PROMPT
Only the lines from the top of the data through the line with "a failure never" should be repeated, each exactly as written.

********************

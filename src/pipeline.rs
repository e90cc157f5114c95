//! Request orchestration: validate, acquire, render, assemble, release

use crate::{assemble, render, Deck, PipelineConfig, RenderSession, RenderedPage, Result};
use log::{error, info};

/// Sequences one deck-generation request end to end.
///
/// Per request: `Idle -> SessionAcquired -> Rendering(k of N) -> Assembling
/// -> Done`, with any non-terminal failure jumping straight to the terminal
/// error. The session is released on both terminal outcomes; a failure never
/// leaks the Chrome process and never returns a partial deck.
pub struct Pipeline {
    config: PipelineConfig,
}

impl Pipeline {
    pub fn new(config: PipelineConfig) -> Self {
        Self { config }
    }

    pub fn config(&self) -> &PipelineConfig {
        &self.config
    }

    /// Run the whole pipeline for one deck and return the PDF bytes.
    ///
    /// Input is validated before the session is acquired, so rejected
    /// requests have no observable browser side effects. Slides render
    /// strictly sequentially in array order on the session's single tab;
    /// the first per-slide failure aborts the remaining slides.
    ///
    /// Capacity note: the worst case wall clock is roughly
    /// `slides * (load_timeout + settle_delay)`. The pipeline does not
    /// enforce a total budget; the hosting environment's request deadline
    /// does.
    pub fn run(&self, deck: &Deck) -> Result<Vec<u8>> {
        deck.validate()?;

        info!("generating PDF for {} slide(s)", deck.slides.len());

        let mut session = RenderSession::acquire(&self.config)?;
        let result = self.render_and_assemble(&session, deck);

        // Unconditional teardown: the render loop and the assembler both
        // funnel through here whether they succeeded or not. (Drop backstops
        // panics.)
        session.close();

        match &result {
            Ok(bytes) => info!(
                "PDF generated: {:.2}MB, {} page(s)",
                bytes.len() as f64 / 1024.0 / 1024.0,
                deck.slides.len()
            ),
            Err(e) => error!("PDF generation failed ({}): {}", e.kind(), e),
        }

        result
    }

    fn render_and_assemble(&self, session: &RenderSession, deck: &Deck) -> Result<Vec<u8>> {
        let mut pages: Vec<RenderedPage> = Vec::with_capacity(deck.slides.len());

        for (position, slide) in deck.slides.iter().enumerate() {
            info!("processing slide {}/{}", position + 1, deck.slides.len());
            pages.push(render::render(session, slide, position, &self.config)?);
        }

        assemble::assemble(&deck.title, &pages)
    }
}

********************

SOLUTION TO THIS PROBLEM
filename src/pipeline.rs
repository e90cc157f5114c95
//! Request orchestration: validate, acquire, render, assemble, release

use crate::{assemble, render, Deck, PipelineConfig, RenderSession, RenderedPage, Result};
use log::{error, info};

/// Sequences one deck-generation request end to end.
///
/// Per request: `Idle -> SessionAcquired -> Rendering(k of N) -> Assembling
/// -> Done`, with any non-terminal failure jumping straight to the terminal
/// error. The session is released on both terminal outcomes; a failure never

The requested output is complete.